PhD Defence: Yong Zhang
Title: Development and application of new bioinformatic tools for large-scale population genomic study
Supervisor: Guojie Zhang
Chair of committee: Anders Albrechtsen (Department of Biology)
Committee members: Shuhua Xu (Fudan University), Hua Chen (Chinese Academy of Sciences)
Address: online by zoom https://ucph-ku.zoom.us/j/65830511389?pwd=N3ZOdjdlWGJKeW1YTk8yM1ZwTXhiZz09
Abstract: The Human Genome Project has revolutionized the fields of biology and medicine, paving the way for subsequent large-scale human population genomics projects such as the 1000 Genomes Project and the UK Biobank 100K Genomes Project. These initiatives have produced a profound understanding of genetic diversity across populations and the fundamental principles underlying gene-diseases association. However, with the increasing number of sequenced samples, bioinformatics tools are struggling to handle the computation of such vast amounts of data, particularly for large joint variant calling, which requires tens of millions of CPU hours. The low-pass sequencing has become widely adopted thanks to the application of the population reference panels. However, the existing imputation methods for low-pass sequencing data have not yet to fully utilize the power of the graph-based pan-genome reference. The lack of genetic diversity is another main challenge of current population genomic study. For instance, Chinese population remains under representative compared to its proportion to the global human population. This has emerged as a significant limitation for the study of global genetic diversity. I have developed three-chapter programs to address these challenges.

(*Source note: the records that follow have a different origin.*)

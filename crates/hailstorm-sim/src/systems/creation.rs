//! Object creation and spawn realization.
//!
//! Two responsibilities each tick, in a fixed two-phase order: assign fresh
//! handles to every queued object in handle-carrying pools, then activate
//! the queued range in all pools. The order guarantees a handle exists
//! before any external code can observe the object as active.
//!
//! This module also owns `create_object` (direct, unqueued creation) and
//! `queue_spawns` (batch staging with the spawn-rule pipeline).

use hailstorm_core::archetype::ObjectArchetype;
use hailstorm_core::components::{HandleIndex, Position, Spawner, Velocity};
use hailstorm_core::spawn::{GroupInfo, SpawnInfo};
use rand_chacha::ChaCha8Rng;

use crate::error::{SimError, SimResult};
use crate::handle::HandleDirectory;
use crate::pool::Pool;
use crate::pool_manager::PoolManager;
use crate::spawn::{SourceObject, SpawnRuleContext, SpawnRuleSet, SpawnRuleStage};
use crate::system::{update_pool_group, PoolGroups, PoolType, System, TickContext};

const HANDLE_POOLS: &str = "handle_pools";
const ALL_POOLS: &str = "all_pools";

pub struct CreationSystem {
    groups: PoolGroups,
}

impl CreationSystem {
    pub fn new() -> Self {
        let mut groups = PoolGroups::new();
        groups.add_group(
            HANDLE_POOLS,
            PoolType::new()
                .with_array("HandleIndex")
                .with_shared("HandleDirectory"),
        );
        groups.add_group(ALL_POOLS, PoolType::new());
        CreationSystem { groups }
    }
}

impl Default for CreationSystem {
    fn default() -> Self {
        Self::new()
    }
}

impl System for CreationSystem {
    fn pool_groups(&mut self) -> &mut PoolGroups {
        &mut self.groups
    }

    fn update(&mut self, ctx: &mut TickContext<'_>) -> SimResult<()> {
        // Phase 1: queued objects in handle pools get their handles before
        // anything becomes observable as active.
        update_pool_group(&self.groups, HANDLE_POOLS, ctx.pools, |pool| {
            for slot in pool.size()..pool.size() + pool.queued() {
                assign_handle(pool, slot)?;
            }
            Ok(())
        })?;

        // Phase 2: activate the queued range everywhere.
        update_pool_group(&self.groups, ALL_POOLS, ctx.pools, |pool| {
            pool.activate_queued();
            Ok(())
        })
    }
}

/// Issue a handle for `slot` if the pool carries the handle subsystem;
/// otherwise a no-op.
pub(crate) fn assign_handle(pool: &mut Pool, slot: usize) -> SimResult<()> {
    if !pool.has_shared("HandleDirectory") || !pool.has_component_array("HandleIndex") {
        return Ok(());
    }
    let handle_index = pool
        .shared_mut::<HandleDirectory>("HandleDirectory")?
        .create_handle(slot);
    pool.component_array_mut::<HandleIndex>("HandleIndex")?[slot] =
        HandleIndex { index: handle_index };
    Ok(())
}

/// Create one object directly from an archetype, bypassing the queue: the
/// slot goes live immediately and gets a handle synchronously when the pool
/// has the handle subsystem. A full pool is a silent no-op (returns false).
pub fn create_object(pool: &mut Pool, archetype: &ObjectArchetype) -> SimResult<bool> {
    if pool.available_slots() == 0 {
        return Ok(false);
    }

    // Pending spawns sit at [size, size + queued); nudge them up so the new
    // object can claim slot `size`.
    pool.make_room_at_size();

    let slot = pool.size();
    pool.copy_archetype_to_slot(archetype, slot)?;
    pool.grow_size(1);
    assign_handle(pool, slot)?;
    Ok(true)
}

/// Realize one spawn batch: run count rules, copy the spawn archetype into
/// the queued range, run value rules, and clear the batch's source indices.
///
/// The batch is truncated to the destination's available slots; spawners
/// silently drop excess spawns rather than fail. Returns the number of
/// objects actually queued.
pub fn queue_spawns(
    pools: &mut PoolManager,
    rules: &mut SpawnRuleSet,
    rng: &mut ChaCha8Rng,
    spawner_pool: &str,
    spawn_index: usize,
) -> SimResult<usize> {
    let (info, source_slots) = {
        let pool = pools
            .get_pool_mut(spawner_pool)
            .ok_or_else(|| SimError::UnknownPool(spawner_pool.to_string()))?;
        let spawner = pool.shared_mut::<Spawner>("Spawner")?;
        let info: &mut SpawnInfo = &mut spawner.spawns[spawn_index];
        // Sources are cleared unconditionally, whether or not any object is
        // actually created below.
        let source_slots = std::mem::take(&mut info.source_indices);
        (info.clone(), source_slots)
    };

    if source_slots.is_empty() {
        return Ok(0);
    }

    // Count stage: finalize the pattern dimensions before any slot exists.
    let mut groups = info.group_info;
    for rule_name in &info.rule_names {
        let rule = rules.get_mut_or_err(rule_name, spawner_pool)?;
        if rule.stage() == SpawnRuleStage::Count {
            rule.adjust_counts(&mut groups);
        }
    }

    // Snapshot the triggering objects before touching the destination, so
    // value rules can read them even when a pool spawns into itself.
    let sources: Vec<SourceObject> = {
        let pool = pools
            .get_pool(spawner_pool)
            .ok_or_else(|| SimError::UnknownPool(spawner_pool.to_string()))?;
        let positions = pool.component_array::<Position>("Position").ok();
        let velocities = pool.component_array::<Velocity>("Velocity").ok();
        source_slots
            .iter()
            .map(|&slot| SourceObject {
                slot,
                position: positions.map(|p| p[slot].0).unwrap_or_default(),
                velocity: velocities.map(|v| v[slot].0).unwrap_or_default(),
            })
            .collect()
    };

    let mut destination = pools
        .take_pool(&info.destination_pool)
        .ok_or_else(|| SimError::UnknownPool(info.destination_pool.clone()))?;

    let result = realize_batch(&mut destination, rules, rng, spawner_pool, &info, &sources, groups);
    pools.put_pool(destination);
    result
}

fn realize_batch(
    destination: &mut Pool,
    rules: &mut SpawnRuleSet,
    rng: &mut ChaCha8Rng,
    spawner_pool: &str,
    info: &SpawnInfo,
    sources: &[SourceObject],
    groups: GroupInfo,
) -> SimResult<usize> {
    let available = destination.available_slots();
    let num_spawns = sources.len().min(available);
    if num_spawns < sources.len() {
        log::warn!(
            "spawn batch into `{}` truncated from {} to {} (pool full)",
            destination.name(),
            sources.len(),
            num_spawns
        );
    }
    if num_spawns == 0 {
        return Ok(0);
    }

    let archetype = destination
        .spawn_archetype(&info.spawn_archetype)
        .cloned()
        .ok_or_else(|| SimError::UnknownSpawnArchetype {
            pool: destination.name().to_string(),
            archetype: info.spawn_archetype.clone(),
        })?;

    let first_index = destination.size() + destination.queued();
    for offset in 0..num_spawns {
        destination.copy_archetype_to_slot(&archetype, first_index + offset)?;
    }
    destination.grow_queued(num_spawns);

    // Value stage over the materialized range.
    let mut ctx = SpawnRuleContext {
        pool: destination,
        spawner_pool,
        sources,
        first_index,
        num_spawns,
        groups,
        rng,
    };
    for rule_name in &info.rule_names {
        let rule = rules.get_mut_or_err(rule_name, spawner_pool)?;
        if rule.stage() == SpawnRuleStage::Value {
            rule.apply(&mut ctx)?;
        }
    }

    Ok(num_spawns)
}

In the first chapter of this thesis, I present a highly scalable joint variant calling tool called DPGT, which is based on the Apache Spark parallel framework. DPGT designed a scalable framework that can directly process the original files generated from single sample variant calling without the need for region-based file splitting and implemented a new expectation-maximization (EM) algorithm for allele count or frequency estimation. These optimizations had significantly reduced run time, CPU hours and storage that used. Compared to existing tools such as GATK and GLnexus, DPGT achieved 2-10 times faster testing on different core numbers, including 16, 32, 64, 128, and 256 cores, and 9 times less computing storage usage using the 2504 whole genome samples from the 1000 genome project.
The second chapter proposed a new graph based genome imputation method named GRAMP for low-pass whole genome sequencing samples. GRAMP adopted the advantage of the graph genome by modification of a graph genome data format called GBWT, enabling the fast retrieve of the haplotypes in the large reference panels. Together with the Gibbs sampling algorithm and a modified Li-Stephen imputation model that consider the whole read information rather than just genotype information, GRAMP achieved better imputation accuracy at all, especially at the coverage lower than 0.5X, compare with the other low-pass imputation tools such as GLIMPSE and QUILT.
To advance the genetic study on Chinese population, the third chapter of this thesis presents an investigation on 1320 genes that were sequenced in a cohort of 10,539 healthy controls and 9434 patients with psoriasis. Through joint variant calling and rigorous quality control and annotation procedures, we have successfully identified 8720 Protein-truncating variants (PTVs), of which 77% are novel. Our analysis further reveals that approximately 88% of all PTVs are deleterious and subject to purifying selection. These findings provide valuable insights into the patterns of PTVs within the Chinese population.